I teocon della bioetica o atei devoti, nella polemica (oggi un po’ illanguidita) contro le tecniche di procreazione assistita, sono soliti citare le opinioni, convergenti con le loro, di alcune femministe e diversi ambientalisti, allarmati per questa ennesima forma di manipolazione della natura. Il ritornello suona più o meno così: «Non lo vedete? Anche a sinistra i più sensibili capiscono a quali disastri possono portare le tecnoscienze».
In realtà non si tratta affatto di una consonanza strana, tanto meno in Italia. Come dimostra abbondantemente il libro di Elio Cadelo e Luciano Pellicani “Contro la modernità” (Rubbettino), lo spettro delle ideologie antiscientifiche è assai variegato, si estende dall’estrema destra (uno dei padri dell’ecologismo fu Walther Darré, ministro del Terzo Reich) all’estrema sinistra (pensiamo all’idolo dei sessantottini Herbert Marcuse), passando per varie forme di integralismo religioso.
Alla radice di tutto c’è quella che Pellicani chiama «evaporazione dell’incantamento divino del mondo», che priva l’uomo del rango di creatura privilegiata e lo confina al ruolo di abitante provvisorio di un pianeta insignificante sperduto nel cosmo. Le reazioni possibili a questo trauma sono parecchie, dal perseguire la palingenesi rivoluzionaria al vagheggiare il ritorno di un’etica arcaica, ma tutte trovano nel rifiuto della modernità la loro cifra di fondo, senza curarsi troppo dei benefici materiali smisurati che il progresso tecnologico e il libero scambio delle merci hanno arrecato a gran parte del genere umano.

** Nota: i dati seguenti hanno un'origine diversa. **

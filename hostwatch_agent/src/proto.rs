//! Push-channel message envelope.

use serde::{Deserialize, Serialize};

use crate::types::{MetricsSnapshot, SystemDescription};

/// Text frame a viewer sends to ask for a tracking capture. No payload.
pub const START_TRACKING: &str = "start_tracking";

/// Events the agent pushes to a viewer, serialized as `{"event": ..., "data": ...}`.
#[derive(Debug, Clone, Serialize, Deserialize, PartialEq)]
#[serde(tag = "event", content = "data", rename_all = "snake_case")]
pub enum ServerEvent {
    SystemInfo(SystemDescription),
    Metrics(Box<MetricsSnapshot>),
    MetricsError { message: String },
}

impl ServerEvent {
    pub fn to_json(&self) -> serde_json::Result<String> {
        serde_json::to_string(self)
    }
}

#[derive(Debug, Clone, Copy, PartialEq, Eq)]
pub enum ViewerRequest {
    StartTracking,
}

impl ViewerRequest {
    pub fn parse(text: &str) -> Option<Self> {
        match text.trim() {
            START_TRACKING => Some(ViewerRequest::StartTracking),
            _ => None,
        }
    }
}
//! hostwatch agent: samples host resources once per tick and pushes them to every
//! connected viewer over WebSocket.

pub mod broadcast;
pub mod config;
pub mod error;
mod gpu;
pub mod proto;
pub mod sampler;
pub mod sensors;
pub mod state;
pub mod types;
pub mod ws;

use std::sync::Arc;

use axum::{routing::get, Router};
use tokio::net::TcpListener;
use tracing::info;

use crate::broadcast::Broadcaster;
use crate::config::AgentConfig;
use crate::sampler::Sampler;
use crate::sensors::SensorSource;
use crate::state::AppState;

pub fn router<S: SensorSource>(state: AppState<S>) -> Router {
    Router::new()
        .route("/ws", get(ws::ws_handler::<S>))
        .route("/healthz", get(|| async { "ok" }))
        .with_state(state)
}

/// Build the shared state: the system description is queried exactly once, here.
pub async fn build_state<S: SensorSource>(sensors: S, cfg: &AgentConfig) -> AppState<S> {
    let sampler = Arc::new(Sampler::new(sensors, cfg.snapshot_ttl()));
    let system = sampler.describe_system().await;
    info!(
        "system: {} {} / {} {}",
        system.system.manufacturer, system.system.model, system.os.distro, system.os.release
    );
    AppState::new(Broadcaster::new(sampler, system, cfg.tick()))
}

pub async fn serve<S: SensorSource>(listener: TcpListener, state: AppState<S>) -> std::io::Result<()> {
    axum::serve(listener, router(state)).await
}
//! WebSocket upgrade and per-connection handler. Each viewer gets its own push loop.

use axum::{
    extract::{
        ws::{Message, WebSocket, WebSocketUpgrade},
        State,
    },
    response::Response,
};
use futures_util::{SinkExt, StreamExt};
use std::sync::atomic::Ordering;
use tokio::sync::mpsc;
use tracing::{debug, info, warn};

use crate::error::TransportError;
use crate::proto::{ServerEvent, ViewerRequest};
use crate::sensors::SensorSource;
use crate::state::AppState;

// Small: a viewer that stops reading only stalls its own loop.
const EVENT_QUEUE: usize = 16;

pub async fn ws_handler<S: SensorSource>(
    ws: WebSocketUpgrade,
    State(state): State<AppState<S>>,
) -> Response {
    ws.on_upgrade(move |socket| handle_socket(socket, state))
}

fn encode(ev: &ServerEvent) -> Result<Message, TransportError> {
    Ok(Message::Text(ev.to_json()?))
}

async fn handle_socket<S: SensorSource>(socket: WebSocket, state: AppState<S>) {
    let now = state.viewers.fetch_add(1, Ordering::Relaxed) + 1;
    info!("viewer connected ({now} active)");

    // Ensure we decrement on disconnect (drop).
    struct ViewerGuard<S>(AppState<S>);
    impl<S> Drop for ViewerGuard<S> {
        fn drop(&mut self) {
            let left = self.0.viewers.fetch_sub(1, Ordering::Relaxed) - 1;
            info!("viewer disconnected ({left} active)");
        }
    }
    let _guard = ViewerGuard(state.clone());

    let (mut sink, mut stream) = socket.split();
    let (tx, mut rx) = mpsc::channel::<ServerEvent>(EVENT_QUEUE);
    let session = state.broadcaster.spawn_viewer(tx);

    let writer = tokio::spawn(async move {
        while let Some(ev) = rx.recv().await {
            let msg = match encode(&ev) {
                Ok(m) => m,
                Err(e) => {
                    warn!("dropping event: {e}");
                    continue;
                }
            };
            if sink.send(msg).await.is_err() {
                // dropping rx closes the push loop's channel
                break;
            }
        }
    });

    while let Some(msg) = stream.next().await {
        match msg {
            Ok(Message::Text(text)) => match ViewerRequest::parse(&text) {
                Some(ViewerRequest::StartTracking) => {
                    info!("viewer started a tracking capture")
                }
                None => debug!("ignoring viewer message: {text:?}"),
            },
            Ok(Message::Close(_)) => break,
            Ok(_) => {}
            Err(e) => {
                debug!("viewer socket error: {e}");
                break;
            }
        }
    }

    drop(session);
    writer.abort();
}
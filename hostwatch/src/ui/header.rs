//! Two-line header: host identity, then connection status, errors and tracking state.

use std::time::Duration;

use ratatui::{
    layout::Rect,
    style::{Color, Modifier, Style},
    text::{Line, Span},
    widgets::Paragraph,
};

use crate::app::ConnectionStatus;
use crate::tracking::format_countdown;
use crate::types::SystemDescription;

pub struct HeaderInfo<'a> {
    pub system: Option<&'a SystemDescription>,
    pub status: &'a ConnectionStatus,
    pub error: Option<&'a str>,
    /// Remaining time and captured sample count while tracking.
    pub tracking: Option<(Duration, usize)>,
    pub notice: Option<&'a str>,
}

pub fn host_line(sys: Option<&SystemDescription>) -> String {
    match sys {
        Some(s) => {
            let cpu = format!("{} {}", s.cpu.manufacturer, s.cpu.brand);
            format!(
                "hostwatch | host: {} | {} {} ({}) | {} x{}",
                s.os.hostname,
                s.os.distro,
                s.os.release,
                s.os.arch,
                cpu.trim(),
                s.cpu.cores
            )
        }
        None => "hostwatch | waiting for system description...".into(),
    }
}

pub fn draw_header(f: &mut ratatui::Frame<'_>, area: Rect, h: &HeaderInfo<'_>) {
    let title = Line::from(Span::styled(
        host_line(h.system),
        Style::default().add_modifier(Modifier::BOLD),
    ));

    let mut spans = Vec::new();
    let (dot, label) = match h.status {
        ConnectionStatus::Connecting => (Color::Yellow, "connecting".to_string()),
        ConnectionStatus::Live => (Color::Green, "live".to_string()),
        ConnectionStatus::Disconnected(Some(reason)) => (Color::Red, format!("disconnected: {reason}")),
        ConnectionStatus::Disconnected(None) => (Color::Red, "disconnected".to_string()),
    };
    spans.push(Span::styled("● ", Style::default().fg(dot)));
    spans.push(Span::raw(label));

    if let Some(err) = h.error {
        spans.push(Span::raw("  "));
        spans.push(Span::styled(
            format!("metrics error: {err}"),
            Style::default().fg(Color::Red).add_modifier(Modifier::BOLD),
        ));
    }

    spans.push(Span::raw("  "));
    match h.tracking {
        Some((left, samples)) => spans.push(Span::styled(
            format!("REC {} ({samples} samples, 's' to stop)", format_countdown(left)),
            Style::default().fg(Color::LightRed).add_modifier(Modifier::BOLD),
        )),
        None => spans.push(Span::styled(
            "'t' track | 'q' quit",
            Style::default().fg(Color::DarkGray),
        )),
    }

    if let Some(n) = h.notice {
        spans.push(Span::raw("  "));
        spans.push(Span::styled(n.to_string(), Style::default().fg(Color::Cyan)));
    }

    f.render_widget(Paragraph::new(vec![title, Line::from(spans)]), area);
}

#[cfg(test)]
mod tests {
    use super::*;
    use crate::types::{CpuIdentity, OsIdentity};

    #[test]
    fn host_line_uses_description() {
        let sys = SystemDescription {
            cpu: CpuIdentity {
                manufacturer: "AMD".into(),
                brand: "Ryzen 7".into(),
                cores: 16,
                ..Default::default()
            },
            os: OsIdentity {
                hostname: "box".into(),
                distro: "Debian".into(),
                release: "12".into(),
                arch: "x86_64".into(),
                ..Default::default()
            },
            ..Default::default()
        };
        let line = host_line(Some(&sys));
        assert!(line.contains("host: box"));
        assert!(line.contains("AMD Ryzen 7 x16"));
        assert!(host_line(None).contains("waiting"));
    }
}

Si possono discutere certe argomentazioni di Cadelo e Pellicani: le colpe di Benedetto Croce e Giovanni Gentile per l’arretratezza scientifica dell’Italia, su cui il libro insiste, sono da ridimensionare, visto che quel ritardo si è molto accentuato dopo la fine dell’egemonia culturale idealista; l’ormai sfumata costruzione del ponte sullo stretto di Messina, verso cui gli autori mostrano simpatia, difficilmente poteva essere considerata una scelta saggia sul piano economico.
Nel complesso però la denuncia contenuta in queste pagine va condivisa in pieno: se si trascura la ricerca, se si inducono i giovani talenti scientifici a emigrare, se addirittura settori promettenti (come le biotecnologie) devono subire veti e proibizioni in base a pregiudizi ideologici, poi è inutile lamentarsi del declino cui pare avviato il nostro Paese. E purtroppo si tratta di un processo che dura da molto tempo, come dimostra una vicenda degli anni Sessanta ricostruita da Francesco Cassata nel saggio “L’Italia intelligente” (Donzelli): lo smantellamento del Laboratorio internazionale di genetica e biofisica creato a Napoli su iniziativa di un grande studioso come Adriano Buzzati-Traverso (fratello dello scrittore Dino Buzzati).
La scienza in Italia non gode di buona fama. Di fronte al suo linguaggio specialistico e alle trasformazioni sconvolgenti che prospetta, è fin troppo facile alimentare la paura del nuovo. E del resto il degrado ambientale non è affatto un’invenzione, anche se andrebbe razionalmente comparato alle penose condizioni di vita dei nostri avi. Ma se il genere umano ha un futuro, esso dipende in modo decisivo dall’incremento delle conoscenze scientifiche e dalle loro applicazioni. È la sfida che Dante mette in bocca a Ulisse: densa di rischi (inutile negarlo), ma ricca di opportunità.